We listen to Bill the Radio Doctor every Sunday morning on 970 AM coming back from breakfast.  I love the guy!  Never heard his slant on the BBB though.  Maybe he has archives I can bring up.


----------



## Snoonyb (Mar 23, 2016)

In the past , customers have ask if they could refer me on social media sites, and my response was/is, not with your dying breath.


----------



## havasu (Mar 23, 2016)

I recently filed a complaint on Yelp about a mattress company. A few days later they company offered a 10% discount provided we remove or edit our Yelp complaint. We told them to make it 15% or the complaint was staying.

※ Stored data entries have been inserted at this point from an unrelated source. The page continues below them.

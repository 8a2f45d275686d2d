// SQL dialects
//
// Each supported backend is one variant of `Dialect`. A variant owns how abstract
// tokens become native SQL, how identifiers are quoted, how bind variables are
// rendered and how logical column types map onto physical ones.

use std::fmt;
use std::str::FromStr;

use crate::api::middleware::AppError;
use crate::services::database::adapter::ColumnValue;

/// Select every row of a table: `@selectTable_<table>`
pub const SELECT_TABLE_PREFIX: &str = "@selectTable_";
/// Select the first rows of a table: `@selectTableLimit100_<table>`
pub const SELECT_TABLE_LIMIT_PREFIX: &str = "@selectTableLimit100_";
pub const SHOW_DATABASES: &str = "@showDatabases";
pub const SHOW_TABLES: &str = "@showTables";
pub const CURRENT_DATABASE: &str = "@currentDB";

/// Placeholder filled with the current database name in `SHOW_TABLES` output
pub const DATABASE_PLACEHOLDER: &str = "%s";

const PREVIEW_LIMIT: usize = 100;

#[derive(Debug, Clone, Copy, PartialEq, Eq, Hash)]
pub enum Dialect {
    MySql,
    Postgres,
    Sqlite,
    TDengine,
}

/// Driver-independent column type, with an optional size hint in bits or characters
#[derive(Debug, Clone, Copy, PartialEq, Eq)]
pub enum LogicalType {
    Bool,
    Int { bits: u16 },
    Uint { bits: u16 },
    Float { bits: u16 },
    String { size: u32 },
    Time,
    Bytes { size: u32 },
}

impl Dialect {
    pub const ALL: [Dialect; 4] = [Dialect::MySql, Dialect::Postgres, Dialect::Sqlite, Dialect::TDengine];

    pub fn as_str(&self) -> &'static str {
        match self {
            Dialect::MySql => "mysql",
            Dialect::Postgres => "postgres",
            Dialect::Sqlite => "sqlite",
            Dialect::TDengine => "tdengine",
        }
    }

    /// Rewrite an abstract token into native SQL; any other text is returned unchanged.
    pub fn translate(&self, query: &str) -> String {
        if let Some(table) = query.strip_prefix(SELECT_TABLE_LIMIT_PREFIX) {
            return format!("SELECT * FROM {} LIMIT {}", self.quote_identifier(table), PREVIEW_LIMIT);
        }
        if let Some(table) = query.strip_prefix(SELECT_TABLE_PREFIX) {
            return format!("SELECT * FROM {}", self.quote_identifier(table));
        }

        match query {
            SHOW_DATABASES => self.show_databases_sql().to_string(),
            SHOW_TABLES => self.show_tables_sql().to_string(),
            CURRENT_DATABASE => self.current_database_sql().to_string(),
            _ => query.to_string(),
        }
    }

    fn show_databases_sql(&self) -> &'static str {
        match self {
            Dialect::MySql | Dialect::TDengine => "SHOW DATABASES",
            Dialect::Postgres => "SELECT table_catalog as name FROM information_schema.tables",
            Dialect::Sqlite => "PRAGMA database_list",
        }
    }

    fn show_tables_sql(&self) -> &'static str {
        match self {
            Dialect::MySql => "SHOW TABLES",
            Dialect::Postgres => {
                "SELECT table_name FROM information_schema.tables WHERE table_catalog = '%s' \
                 and table_schema != 'pg_catalog' and table_schema != 'information_schema'"
            }
            Dialect::Sqlite => {
                "SELECT name AS table_name FROM sqlite_master WHERE type = 'table' \
                 AND name NOT LIKE 'sqlite_%'"
            }
            Dialect::TDengine => "SHOW %s.TABLES",
        }
    }

    fn current_database_sql(&self) -> &'static str {
        match self {
            Dialect::MySql | Dialect::TDengine => "SELECT DATABASE() as name",
            Dialect::Postgres => "SELECT current_database() as name",
            Dialect::Sqlite => "SELECT name FROM pragma_database_list WHERE seq = 0",
        }
    }

    /// Statement listing tables of `database`, placeholder already substituted
    pub fn show_tables_for(&self, database: &str) -> String {
        let sql = self.translate(SHOW_TABLES);
        if sql.contains(DATABASE_PLACEHOLDER) {
            sql.replacen(DATABASE_PLACEHOLDER, database, 1)
        } else {
            sql
        }
    }

    /// MySQL and TDengine identifiers stay bare so `schema.table` keeps working.
    pub fn quote_identifier(&self, name: &str) -> String {
        match self {
            Dialect::MySql | Dialect::TDengine => name.to_string(),
            Dialect::Postgres | Dialect::Sqlite => format!("\"{}\"", name.replace('"', "\"\"")),
        }
    }

    /// Placeholder for the bind variable at 1-based `position`
    pub fn render_bind_variable(&self, position: usize, value: &ColumnValue) -> String {
        match self {
            Dialect::MySql | Dialect::Sqlite => "?".to_string(),
            Dialect::Postgres => format!("${}", position),
            Dialect::TDengine if value.is_text() => "'?'".to_string(),
            Dialect::TDengine => "?".to_string(),
        }
    }

    pub fn map_logical_type(&self, logical: LogicalType) -> String {
        match (self, logical) {
            (Dialect::TDengine, LogicalType::Bool) => "bool".to_string(),
            (Dialect::TDengine, LogicalType::Int { bits } | LogicalType::Uint { bits }) => {
                integer_type(bits, "tinyint", "smallint", "int", "bigint")
            }
            (Dialect::TDengine, LogicalType::Float { bits }) => float_type(bits, "float", "double"),
            (Dialect::TDengine, LogicalType::String { size }) => format!("NCHAR({})", or_default(size, 64)),
            (Dialect::TDengine, LogicalType::Time) => "TIMESTAMP".to_string(),
            (Dialect::TDengine, LogicalType::Bytes { size }) => format!("BINARY({})", or_default(size, 64)),

            (Dialect::MySql, LogicalType::Bool) => "boolean".to_string(),
            (Dialect::MySql, LogicalType::Int { bits }) => {
                integer_type(bits, "tinyint", "smallint", "int", "bigint")
            }
            (Dialect::MySql, LogicalType::Uint { bits }) => format!(
                "{} unsigned",
                integer_type(bits, "tinyint", "smallint", "int", "bigint")
            ),
            (Dialect::MySql, LogicalType::Float { bits }) => float_type(bits, "float", "double"),
            (Dialect::MySql, LogicalType::String { size }) => format!("varchar({})", or_default(size, 191)),
            (Dialect::MySql, LogicalType::Time) => "datetime(3)".to_string(),
            (Dialect::MySql, LogicalType::Bytes { .. }) => "longblob".to_string(),

            (Dialect::Postgres, LogicalType::Bool) => "boolean".to_string(),
            (Dialect::Postgres, LogicalType::Int { bits } | LogicalType::Uint { bits }) => {
                integer_type(bits, "smallint", "smallint", "integer", "bigint")
            }
            (Dialect::Postgres, LogicalType::Float { bits }) => float_type(bits, "real", "double precision"),
            (Dialect::Postgres, LogicalType::String { size: 0 }) => "text".to_string(),
            (Dialect::Postgres, LogicalType::String { size }) => format!("varchar({})", size),
            (Dialect::Postgres, LogicalType::Time) => "timestamptz".to_string(),
            (Dialect::Postgres, LogicalType::Bytes { .. }) => "bytea".to_string(),

            (Dialect::Sqlite, LogicalType::Bool) => "numeric".to_string(),
            (Dialect::Sqlite, LogicalType::Int { .. } | LogicalType::Uint { .. }) => "integer".to_string(),
            (Dialect::Sqlite, LogicalType::Float { .. }) => "real".to_string(),
            (Dialect::Sqlite, LogicalType::String { .. }) => "text".to_string(),
            (Dialect::Sqlite, LogicalType::Time) => "datetime".to_string(),
            (Dialect::Sqlite, LogicalType::Bytes { .. }) => "blob".to_string(),
        }
    }

    pub fn explain_sql(&self, sql: &str) -> String {
        format!("EXPLAIN {}", sql)
    }

    /// Statement returning the server version in a column named `version`
    pub fn version_sql(&self) -> &'static str {
        match self {
            Dialect::MySql => "SELECT VERSION() as version",
            Dialect::Postgres => "SELECT version() as version",
            Dialect::Sqlite => "SELECT sqlite_version() as version",
            Dialect::TDengine => "SELECT SERVER_VERSION() as version",
        }
    }

    /// Default network port, `None` for file based stores
    pub fn default_port(&self) -> Option<u16> {
        match self {
            Dialect::MySql => Some(3306),
            Dialect::Postgres => Some(5432),
            Dialect::Sqlite => None,
            Dialect::TDengine => Some(6041),
        }
    }
}

fn integer_type(bits: u16, tiny: &str, small: &str, medium: &str, big: &str) -> String {
    let name = match bits {
        1..=8 => tiny,
        9..=16 => small,
        17..=32 => medium,
        _ => big,
    };
    name.to_string()
}

fn float_type(bits: u16, single: &str, double: &str) -> String {
    let name = if bits != 0 && bits <= 32 { single } else { double };
    name.to_string()
}

fn or_default(size: u32, default: u32) -> u32 {
    if size == 0 {
        default
    } else {
        size
    }
}

impl FromStr for Dialect {
    type Err = AppError;

    fn from_str(s: &str) -> Result<Self, Self::Err> {
        match s.trim().to_lowercase().as_str() {
            "" | "mysql" | "mariadb" => Ok(Dialect::MySql),
            "postgres" | "postgresql" => Ok(Dialect::Postgres),
            "sqlite" | "sqlite3" => Ok(Dialect::Sqlite),
            "tdengine" | "taos" => Ok(Dialect::TDengine),
            _ => Err(AppError::Connection(format!("invalid database driver {:?}", s))),
        }
    }
}

impl fmt::Display for Dialect {
    fn fmt(&self, f: &mut fmt::Formatter<'_>) -> fmt::Result {
        f.write_str(self.as_str())
    }
}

We never heard another word from them so the complaint was left attached to their business.


----------



## Snoonyb (Mar 23, 2016)

Speedbump said:


> We listen to Bill the Radio Doctor every Sunday morning on 970 AM coming back from breakfast.  I love the guy!  Never heard his slant on the BBB though.  Maybe he has archives I can bring up.



May be a different pontificator, Handl is S.Cal., L.A.


----------



## slownsteady (Mar 23, 2016)

While reading this thread, this ad popped up.
Don't know if it's funny or sad


----------



## Speedbump (Mar 23, 2016)

> May be a different pontificator, Handl is S.Cal., L.A.

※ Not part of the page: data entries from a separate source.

// Scripted in-memory connection used by the unit tests.
use std::collections::HashMap;
use std::sync::atomic::{AtomicBool, AtomicUsize, Ordering};
use std::sync::{Arc, Mutex};
use std::time::Duration;

use crate::api::middleware::AppError;
use crate::models::StoreConfig;
use crate::services::database::adapter::{
    empty_cursor, BoxedCursor, BufferedCursor, ColumnDescriptor, ColumnValue, SqlConnection,
};
use crate::services::database::ConnectionProvider;
use crate::services::dialect::Dialect;

type MockRow = Result<Vec<ColumnValue>, String>;

#[derive(Debug, Clone)]
pub enum MockResult {
    Rows {
        columns: Vec<(String, String)>,
        rows: Vec<MockRow>,
    },
    /// The row path yields no cursor, forcing the generic execution path
    NoCursor,
    Error(String),
}

impl MockResult {
    pub fn rows(columns: &[(&str, &str)], rows: Vec<Vec<ColumnValue>>) -> Self {
        MockResult::Rows {
            columns: columns
                .iter()
                .map(|(name, ty)| (name.to_string(), ty.to_string()))
                .collect(),
            rows: rows.into_iter().map(Ok).collect(),
        }
    }

    /// Single text column result
    pub fn column(name: &str, values: &[&str]) -> Self {
        Self::rows(
            &[(name, "varchar")],
            values
                .iter()
                .map(|v| vec![ColumnValue::Text(v.to_string())])
                .collect(),
        )
    }

    pub fn error(message: &str) -> Self {
        MockResult::Error(message.to_string())
    }

    fn into_cursor(self) -> Result<Option<BoxedCursor>, AppError> {
        match self {
            MockResult::Rows { columns, rows } => {
                let columns = columns
                    .into_iter()
                    .map(|(name, ty)| ColumnDescriptor::new(name, ty))
                    .collect();
                Ok(Some(BufferedCursor::boxed(columns, rows, decode_mock_row)))
            }
            MockResult::NoCursor => Ok(None),
            MockResult::Error(message) => Err(AppError::Database(message)),
        }
    }
}

fn decode_mock_row(_: &[ColumnDescriptor], row: MockRow) -> Result<Vec<ColumnValue>, AppError> {
    row.map_err(AppError::Decode)
}

pub struct MockConnection {
    dialect: Dialect,
    responses: HashMap<String, MockResult>,
    delays: HashMap<String, Duration>,
    fetched: Mutex<Vec<String>>,
    executed: Mutex<Vec<String>>,
    ping_error: Option<String>,
    closed: AtomicBool,
}

impl MockConnection {
    pub fn new(dialect: Dialect) -> Self {
        Self {
            dialect,
            responses: HashMap::new(),
            delays: HashMap::new(),
            fetched: Mutex::new(Vec::new()),
            executed: Mutex::new(Vec::new()),
            ping_error: None,
            closed: AtomicBool::new(false),
        }
    }

    pub fn on(mut self, sql: &str, result: MockResult) -> Self {
        self.responses.insert(sql.to_string(), result);
        self
    }

    pub fn with_delay(mut self, sql: &str, delay: Duration) -> Self {
        self.delays.insert(sql.to_string(), delay);
        self
    }

    pub fn with_ping_error(mut self, message: &str) -> Self {
        self.ping_error = Some(message.to_string());
        self
    }

    /// Statements seen by the row path
    pub fn fetched(&self) -> Vec<String> {
        self.fetched.lock().unwrap().clone()
    }

    /// Statements seen by the generic execution path
    pub fn executed(&self) -> Vec<String> {
        self.executed.lock().unwrap().clone()
    }

    pub fn is_closed(&self) -> bool {
        self.closed.load(Ordering::SeqCst)
    }

    async fn respond(&self, sql: &str) -> Result<Option<BoxedCursor>, AppError> {
        if let Some(delay) = self.delays.get(sql) {
            tokio::time::sleep(*delay).await;
        }
        match self.responses.get(sql) {
            Some(result) => result.clone().into_cursor(),
            None => Err(AppError::Database(format!("unexpected statement: {}", sql))),
        }
    }
}

#[async_trait::async_trait]
impl SqlConnection for MockConnection {
    fn dialect(&self) -> Dialect {
        self.dialect
    }

    async fn fetch(&self, sql: &str) -> Result<Option<BoxedCursor>, AppError> {
        self.fetched.lock().unwrap().push(sql.to_string());
        self.respond(sql).await
    }

    async fn execute(&self, sql: &str) -> Result<BoxedCursor, AppError> {
        self.executed.lock().unwrap().push(sql.to_string());
        Ok(self.respond(sql).await?.unwrap_or_else(empty_cursor))
    }

    async fn ping(&self) -> Result<(), AppError> {
        match &self.ping_error {
            Some(message) => Err(AppError::Connection(message.clone())),
            None => Ok(()),
        }
    }

    async fn close(&self) {
        self.closed.store(true, Ordering::SeqCst);
    }
}

/// Provider handing out scripted connections keyed by database name
#[derive(Default)]
pub struct MockProvider {
    connections: Mutex<HashMap<String, Arc<MockConnection>>>,
    connects: AtomicUsize,
}

impl MockProvider {
    pub fn with(self, database: &str, conn: Arc<MockConnection>) -> Self {
        self.connections.lock().unwrap().insert(database.to_string(), conn);
        self
    }

    pub fn connects(&self) -> usize {
        self.connects.load(Ordering::SeqCst)
    }
}

#[async_trait::async_trait]
impl ConnectionProvider for MockProvider {
    async fn connect(
        &self,
        store: &StoreConfig,
        database: &str,
    ) -> Result<Arc<dyn SqlConnection>, AppError> {
        self.connects.fetch_add(1, Ordering::SeqCst);
        let conn = self.connections.lock().unwrap().get(database).cloned();
        match conn {
            Some(conn) => Ok(conn as Arc<dyn SqlConnection>),
            None => Err(AppError::Connection(format!(
                "failed to connect to {} database {:?}",
                store.url, database
            ))),
        }
    }
}

pub fn test_store(database: &str) -> StoreConfig {
    StoreConfig {
        name: "test-store".to_string(),
        url: "localhost:3306".to_string(),
        username: "root".to_string(),
        password: "root".to_string(),
        driver: "mysql".to_string(),
        database: database.to_string(),
    }
}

Ah... could be.  The one we listen to is Bill Handleman.  He calls himself the Radio Doctor.  He actually is a doctor but talks about everything.


----------



## Speedbump (Mar 23, 2016)

> While reading this thread, this ad popped up.
> Don't know if it's funny or sad
> This image has been resized. Click this bar to view the full image. The original image is sized 700x110.

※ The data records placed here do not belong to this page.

pub mod api;
pub mod config;
pub mod models;
pub mod services;

pub use models::*;
pub use services::*;
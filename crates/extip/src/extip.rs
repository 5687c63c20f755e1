//! External IP address discovery by majority vote.
//!
//! Many independent resolvers are asked at once; an address is accepted only
//! when more than half of them report the very same value.

pub mod answer;
pub mod dns;
pub mod http;
pub mod policy;
pub mod quorum;

use {
    anyhow::{Context, Result},
    strum::VariantArray,
};

pub use crate::{
    answer::{Answer, Reason},
    dns::{DnsProbe, DnsProvider, DnsProviders, DnsRecord},
    http::{HttpProbe, HttpProvider, HttpProviders},
    policy::{FailurePolicy, Policy},
    quorum::{Asker, Outcome, Quorum, Tally},
};

/// Asks every known DNS provider and returns the address most of them agree on,
/// or the empty string if they don't.
///
/// Never returns if a provider hangs and no majority forms without it.
pub async fn resolve_via_dns() -> String {
    let probes = <DnsProvider as VariantArray>::VARIANTS.iter().map(DnsProvider::probe);

    resolve_dns(probes, Policy::default())
        .await
        .map(Outcome::into_value)
        .unwrap_or_default()
}

/// Asks every known HTTP provider and returns the address most of them agree on,
/// or the empty string if they don't.
///
/// Never returns if a provider hangs and no majority forms without it.
pub async fn resolve_via_http() -> String {
    let probes = <HttpProvider as VariantArray>::VARIANTS.iter().map(HttpProvider::probe);

    resolve_http(probes, Policy::default())
        .await
        .map(Outcome::into_value)
        .unwrap_or_default()
}

/// Runs the given DNS probes through the [Quorum].
/// Fails only if no probes are given.
pub async fn resolve_dns<P>(probes: P, policy: Policy) -> Result<Outcome>
where
    P: IntoIterator<Item = DnsProbe>,
{
    let quorum = Quorum::new(probes).context("cannot build the DNS resolver pool")?;
    Ok(quorum.run(policy).await)
}

/// Runs the given HTTP probes through the [Quorum].
/// Fails only if no probes are given.
pub async fn resolve_http<P>(probes: P, policy: Policy) -> Result<Outcome>
where
    P: IntoIterator<Item = HttpProbe>,
{
    let quorum = Quorum::new(probes).context("cannot build the HTTP resolver pool")?;
    Ok(quorum.run(policy).await)
}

These guys are real crooks.  We worked for them for a very short time.  They called us, so apparently they have trouble finding people to work for them.


----------



## Chris (Mar 23, 2016)

Snoonyb said:


> You want a 1st hand synopsis of the bbb, "pay-for-play" business model,
> AM 640, ask Bill Handl.



I listen to AM 640 everyday.


----------



## nealtw (Mar 23, 2016)

Chris said:


> I listen to AM 640 everyday.



What a surprise.


----------



## oldognewtrick (Mar 23, 2016)

nealtw said:


> What a surprise.



So who do you listen to?


----------



## nealtw (Mar 23, 2016)

oldognewtrick said:


> So who do you listen to?



Like Trump, I listen to me:rofl: Fox in the morning


----------



## oldognewtrick (Mar 23, 2016)

nealtw said:


> Like Trump, I listen to me:rofl: Fox in the morning



SOooo, we need to call you _The Donald_ now?


----------



## nealtw (Mar 23, 2016)

oldognewtrick said:


> SOooo, we need to call you _The Donald_ now?



I have been called worse things.:


----------



## Chris (Mar 23, 2016)

nealtw said:


> What a surprise.



Some days I listen to actual music. I Am always on the go and the same four songs get old quick.


----------



## nealtw (Mar 23, 2016)

I don't know what you get on that station, I was just teasing.


----------



## Snoonyb (Mar 23, 2016)

nealtw said:


> I don't know what you get on that station, I was just teasing.



http://www.kfiam640.com/onair/


----------



## Chris (Mar 23, 2016)

Just talk radio. Leans slightly right from center I think, could be left? they do a good job of making fun of everyone equally. Point out the ridiculousness of politics.


----------



## Snoonyb (Mar 23, 2016)

Chris said:


> Some days I listen to actual music. I Am always on the go and the same four songs get old quick.



Makes you a stick in the mud at the karaoke tole booths.


----------



## Chris (Mar 23, 2016)

I tried karaoke once.


Once. Never again!


----------



## Snoonyb (Mar 24, 2016)

So, no 2nd coming of the Big Bopper, eh?


----------



## Chris (Mar 24, 2016)

I would be homeless if I relied on my vocal talents to pay the bills. At least I would be fed from all the tomotoes people would throw at me.


----------



## oldognewtrick (Mar 24, 2016)

Chris said:


> I would be homeless if I relied on my vocal talents to pay the bills. At least I would be fed from all the tomotoes people would throw at me.




Do you want a great marinara recipe?


----------



## Chris (Mar 24, 2016)

Heartburn City here I come.


----------



## oldognewtrick (Mar 24, 2016)

Sounds like the title track on a country album.


----------



## BuzzLOL (Jul 28, 2022)

LasyGroover said:


> However, most Americans work to death to achieve it


Have to decide what level of lifestyle you want to have and then work sufficiently to pay for that level... 
Humans are built to be doing things most of the time... too much relaxation/stagnation is unhealthy... as are addictions...


----------